BEGIN EXTRACTED INFORMATION
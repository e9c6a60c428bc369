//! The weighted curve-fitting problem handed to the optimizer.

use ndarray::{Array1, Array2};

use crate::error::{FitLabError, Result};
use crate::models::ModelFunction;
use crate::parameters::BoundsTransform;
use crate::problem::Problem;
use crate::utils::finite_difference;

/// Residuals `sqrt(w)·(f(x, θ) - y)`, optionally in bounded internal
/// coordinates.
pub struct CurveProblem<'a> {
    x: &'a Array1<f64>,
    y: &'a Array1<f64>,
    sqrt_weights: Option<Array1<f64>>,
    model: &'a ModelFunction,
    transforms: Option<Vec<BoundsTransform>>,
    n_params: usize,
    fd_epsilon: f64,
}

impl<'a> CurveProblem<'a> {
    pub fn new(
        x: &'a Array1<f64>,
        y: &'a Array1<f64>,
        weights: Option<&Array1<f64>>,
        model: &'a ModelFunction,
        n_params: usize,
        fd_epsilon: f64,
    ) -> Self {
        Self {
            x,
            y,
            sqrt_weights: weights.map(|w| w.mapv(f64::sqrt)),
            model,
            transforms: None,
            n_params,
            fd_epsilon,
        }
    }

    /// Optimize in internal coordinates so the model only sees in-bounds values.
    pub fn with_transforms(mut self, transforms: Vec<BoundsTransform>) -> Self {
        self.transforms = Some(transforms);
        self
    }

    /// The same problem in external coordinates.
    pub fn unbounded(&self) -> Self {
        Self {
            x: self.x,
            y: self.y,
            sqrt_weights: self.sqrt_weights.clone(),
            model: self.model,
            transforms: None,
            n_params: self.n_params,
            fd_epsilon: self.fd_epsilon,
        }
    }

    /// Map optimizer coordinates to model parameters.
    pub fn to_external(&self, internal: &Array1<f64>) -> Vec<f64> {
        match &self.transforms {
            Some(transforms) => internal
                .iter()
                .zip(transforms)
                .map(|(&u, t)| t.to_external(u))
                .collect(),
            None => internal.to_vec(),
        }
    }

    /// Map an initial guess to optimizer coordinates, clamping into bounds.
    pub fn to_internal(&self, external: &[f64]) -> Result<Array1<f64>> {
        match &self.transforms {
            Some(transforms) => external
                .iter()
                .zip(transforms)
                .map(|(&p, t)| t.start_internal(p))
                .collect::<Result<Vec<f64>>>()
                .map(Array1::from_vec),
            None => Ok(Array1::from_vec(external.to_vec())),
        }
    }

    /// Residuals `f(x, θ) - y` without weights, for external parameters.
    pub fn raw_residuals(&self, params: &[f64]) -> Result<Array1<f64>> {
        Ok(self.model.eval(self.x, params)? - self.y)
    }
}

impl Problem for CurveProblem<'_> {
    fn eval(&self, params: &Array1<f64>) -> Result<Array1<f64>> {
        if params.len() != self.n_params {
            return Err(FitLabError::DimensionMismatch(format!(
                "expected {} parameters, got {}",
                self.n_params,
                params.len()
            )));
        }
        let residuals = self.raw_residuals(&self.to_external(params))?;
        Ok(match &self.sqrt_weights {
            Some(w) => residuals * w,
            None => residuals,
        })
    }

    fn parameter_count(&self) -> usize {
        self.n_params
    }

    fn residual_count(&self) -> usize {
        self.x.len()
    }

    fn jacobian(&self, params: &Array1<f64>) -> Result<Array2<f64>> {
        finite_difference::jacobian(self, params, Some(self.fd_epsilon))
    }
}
END EXTRACTED INFORMATION
BEGIN EXTRACTED INFORMATION
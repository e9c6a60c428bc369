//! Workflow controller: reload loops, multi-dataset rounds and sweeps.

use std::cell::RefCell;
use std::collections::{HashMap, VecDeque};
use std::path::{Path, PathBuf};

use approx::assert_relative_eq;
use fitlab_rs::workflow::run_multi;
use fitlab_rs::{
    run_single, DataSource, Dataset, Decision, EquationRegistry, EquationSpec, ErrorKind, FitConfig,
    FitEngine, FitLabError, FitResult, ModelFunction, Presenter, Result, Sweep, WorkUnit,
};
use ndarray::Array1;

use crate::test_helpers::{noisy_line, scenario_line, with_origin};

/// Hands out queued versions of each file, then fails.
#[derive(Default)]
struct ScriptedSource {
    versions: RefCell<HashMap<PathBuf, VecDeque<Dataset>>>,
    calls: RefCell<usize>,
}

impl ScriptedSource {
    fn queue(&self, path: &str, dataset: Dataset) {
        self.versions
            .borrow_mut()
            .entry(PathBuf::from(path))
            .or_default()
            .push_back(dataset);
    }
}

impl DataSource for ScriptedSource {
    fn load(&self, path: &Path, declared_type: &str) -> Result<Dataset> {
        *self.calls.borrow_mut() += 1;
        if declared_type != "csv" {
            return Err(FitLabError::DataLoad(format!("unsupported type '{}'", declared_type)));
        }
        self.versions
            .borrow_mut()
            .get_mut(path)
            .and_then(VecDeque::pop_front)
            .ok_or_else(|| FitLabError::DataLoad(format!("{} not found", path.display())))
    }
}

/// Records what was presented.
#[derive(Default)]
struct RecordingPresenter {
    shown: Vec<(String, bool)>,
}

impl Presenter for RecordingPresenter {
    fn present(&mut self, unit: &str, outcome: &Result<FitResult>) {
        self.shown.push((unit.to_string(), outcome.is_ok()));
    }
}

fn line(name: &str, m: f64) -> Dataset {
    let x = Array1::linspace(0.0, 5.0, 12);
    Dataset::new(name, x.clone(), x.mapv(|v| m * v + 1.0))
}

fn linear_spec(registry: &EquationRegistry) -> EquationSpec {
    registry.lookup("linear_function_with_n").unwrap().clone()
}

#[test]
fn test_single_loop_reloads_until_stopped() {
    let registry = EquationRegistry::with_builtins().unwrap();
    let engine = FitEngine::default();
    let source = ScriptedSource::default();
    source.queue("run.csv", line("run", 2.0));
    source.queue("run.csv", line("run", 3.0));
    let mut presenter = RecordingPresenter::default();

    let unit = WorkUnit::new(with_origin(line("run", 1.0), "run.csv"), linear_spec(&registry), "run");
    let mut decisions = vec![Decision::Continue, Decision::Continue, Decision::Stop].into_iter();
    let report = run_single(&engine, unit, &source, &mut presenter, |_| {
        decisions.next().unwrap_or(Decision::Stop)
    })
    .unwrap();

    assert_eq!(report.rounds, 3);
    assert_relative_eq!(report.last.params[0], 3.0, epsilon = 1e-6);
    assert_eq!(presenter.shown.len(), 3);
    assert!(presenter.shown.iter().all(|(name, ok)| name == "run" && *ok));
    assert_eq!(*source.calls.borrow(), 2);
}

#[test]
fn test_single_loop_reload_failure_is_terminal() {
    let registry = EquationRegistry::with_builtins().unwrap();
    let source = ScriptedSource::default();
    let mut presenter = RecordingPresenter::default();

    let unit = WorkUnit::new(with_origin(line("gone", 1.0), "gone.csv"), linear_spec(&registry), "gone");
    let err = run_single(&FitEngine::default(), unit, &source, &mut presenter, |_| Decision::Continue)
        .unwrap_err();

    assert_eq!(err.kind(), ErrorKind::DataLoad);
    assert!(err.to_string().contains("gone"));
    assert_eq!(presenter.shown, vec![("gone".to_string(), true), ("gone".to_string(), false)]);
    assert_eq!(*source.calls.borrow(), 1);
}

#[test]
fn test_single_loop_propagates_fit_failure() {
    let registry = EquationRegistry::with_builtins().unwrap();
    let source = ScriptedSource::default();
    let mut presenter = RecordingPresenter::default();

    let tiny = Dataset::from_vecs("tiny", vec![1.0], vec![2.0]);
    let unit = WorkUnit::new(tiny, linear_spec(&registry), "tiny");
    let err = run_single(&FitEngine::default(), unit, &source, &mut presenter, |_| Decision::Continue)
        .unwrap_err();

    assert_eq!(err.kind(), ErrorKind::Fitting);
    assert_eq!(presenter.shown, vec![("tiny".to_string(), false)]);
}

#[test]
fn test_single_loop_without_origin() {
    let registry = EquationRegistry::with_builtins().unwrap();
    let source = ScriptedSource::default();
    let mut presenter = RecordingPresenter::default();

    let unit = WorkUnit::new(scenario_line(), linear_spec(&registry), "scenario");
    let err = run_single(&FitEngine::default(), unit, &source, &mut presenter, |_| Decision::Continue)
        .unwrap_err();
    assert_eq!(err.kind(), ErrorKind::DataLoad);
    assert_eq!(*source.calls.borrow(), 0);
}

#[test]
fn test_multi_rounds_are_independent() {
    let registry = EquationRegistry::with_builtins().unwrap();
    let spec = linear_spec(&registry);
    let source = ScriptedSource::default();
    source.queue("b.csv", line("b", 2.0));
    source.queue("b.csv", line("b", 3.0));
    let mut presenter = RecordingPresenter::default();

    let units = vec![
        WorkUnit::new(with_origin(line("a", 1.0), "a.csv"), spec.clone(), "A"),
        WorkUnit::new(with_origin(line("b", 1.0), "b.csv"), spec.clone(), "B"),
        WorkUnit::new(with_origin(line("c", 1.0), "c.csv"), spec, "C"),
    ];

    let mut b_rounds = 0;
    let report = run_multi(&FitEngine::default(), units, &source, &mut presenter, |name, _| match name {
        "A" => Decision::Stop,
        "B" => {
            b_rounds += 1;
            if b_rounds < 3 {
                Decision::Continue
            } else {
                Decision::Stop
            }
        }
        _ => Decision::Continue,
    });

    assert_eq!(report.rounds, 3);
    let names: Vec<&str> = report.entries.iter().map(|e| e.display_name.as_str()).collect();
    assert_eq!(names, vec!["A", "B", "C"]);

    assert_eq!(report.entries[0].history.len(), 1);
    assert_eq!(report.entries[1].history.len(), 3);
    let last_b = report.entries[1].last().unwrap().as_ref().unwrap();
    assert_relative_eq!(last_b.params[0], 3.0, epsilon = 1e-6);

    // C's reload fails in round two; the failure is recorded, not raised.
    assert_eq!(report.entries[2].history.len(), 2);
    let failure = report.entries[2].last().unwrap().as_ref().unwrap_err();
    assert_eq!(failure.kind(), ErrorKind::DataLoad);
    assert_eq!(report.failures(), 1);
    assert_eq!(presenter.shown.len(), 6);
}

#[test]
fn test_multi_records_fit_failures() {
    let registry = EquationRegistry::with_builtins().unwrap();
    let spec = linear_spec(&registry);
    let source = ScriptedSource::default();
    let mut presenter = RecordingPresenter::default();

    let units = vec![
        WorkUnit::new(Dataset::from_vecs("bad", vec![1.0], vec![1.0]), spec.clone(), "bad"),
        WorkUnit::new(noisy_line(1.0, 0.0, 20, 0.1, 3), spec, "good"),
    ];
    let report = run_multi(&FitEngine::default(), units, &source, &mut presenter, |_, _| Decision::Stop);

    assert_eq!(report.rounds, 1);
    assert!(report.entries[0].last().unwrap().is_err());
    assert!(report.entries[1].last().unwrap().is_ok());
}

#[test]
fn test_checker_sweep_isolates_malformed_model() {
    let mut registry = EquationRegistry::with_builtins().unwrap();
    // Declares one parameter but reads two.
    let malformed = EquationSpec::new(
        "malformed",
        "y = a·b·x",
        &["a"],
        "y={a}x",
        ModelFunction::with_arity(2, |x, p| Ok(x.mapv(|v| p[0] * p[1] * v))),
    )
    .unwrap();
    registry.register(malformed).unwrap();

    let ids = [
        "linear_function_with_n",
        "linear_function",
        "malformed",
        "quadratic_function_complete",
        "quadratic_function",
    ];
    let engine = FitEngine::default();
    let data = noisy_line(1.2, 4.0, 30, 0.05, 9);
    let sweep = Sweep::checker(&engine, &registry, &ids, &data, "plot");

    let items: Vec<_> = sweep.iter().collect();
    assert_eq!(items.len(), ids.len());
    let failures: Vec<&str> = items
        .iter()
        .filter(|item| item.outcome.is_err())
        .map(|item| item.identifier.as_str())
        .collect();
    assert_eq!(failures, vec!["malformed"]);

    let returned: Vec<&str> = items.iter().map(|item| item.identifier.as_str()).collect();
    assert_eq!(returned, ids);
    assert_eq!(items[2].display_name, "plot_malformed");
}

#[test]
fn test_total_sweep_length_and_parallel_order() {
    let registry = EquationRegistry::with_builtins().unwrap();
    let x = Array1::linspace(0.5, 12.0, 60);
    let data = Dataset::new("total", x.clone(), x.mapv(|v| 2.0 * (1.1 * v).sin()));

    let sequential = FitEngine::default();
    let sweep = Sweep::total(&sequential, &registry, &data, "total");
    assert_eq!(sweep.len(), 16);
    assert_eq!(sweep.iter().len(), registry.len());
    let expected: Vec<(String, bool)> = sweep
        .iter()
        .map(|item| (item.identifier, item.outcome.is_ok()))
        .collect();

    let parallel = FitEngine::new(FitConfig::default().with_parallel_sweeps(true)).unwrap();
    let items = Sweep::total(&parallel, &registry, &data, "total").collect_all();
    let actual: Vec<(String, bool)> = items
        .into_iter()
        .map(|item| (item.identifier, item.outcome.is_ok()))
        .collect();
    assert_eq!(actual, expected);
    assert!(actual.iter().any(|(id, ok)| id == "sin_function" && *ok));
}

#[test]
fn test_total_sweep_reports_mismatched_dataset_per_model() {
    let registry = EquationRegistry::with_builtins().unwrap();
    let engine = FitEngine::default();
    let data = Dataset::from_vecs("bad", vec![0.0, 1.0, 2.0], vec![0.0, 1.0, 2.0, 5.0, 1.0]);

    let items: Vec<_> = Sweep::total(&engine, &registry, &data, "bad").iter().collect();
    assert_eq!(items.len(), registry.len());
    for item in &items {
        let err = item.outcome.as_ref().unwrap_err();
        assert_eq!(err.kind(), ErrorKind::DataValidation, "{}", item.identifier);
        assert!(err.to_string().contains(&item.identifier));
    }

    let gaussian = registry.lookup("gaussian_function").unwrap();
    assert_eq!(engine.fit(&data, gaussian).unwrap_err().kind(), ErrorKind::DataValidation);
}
END EXTRACTED INFORMATION
# TASK
Work out how many lines above contain the word "FitLabError". Give only the number.

# SOLUTION TO THE EXERCISE
5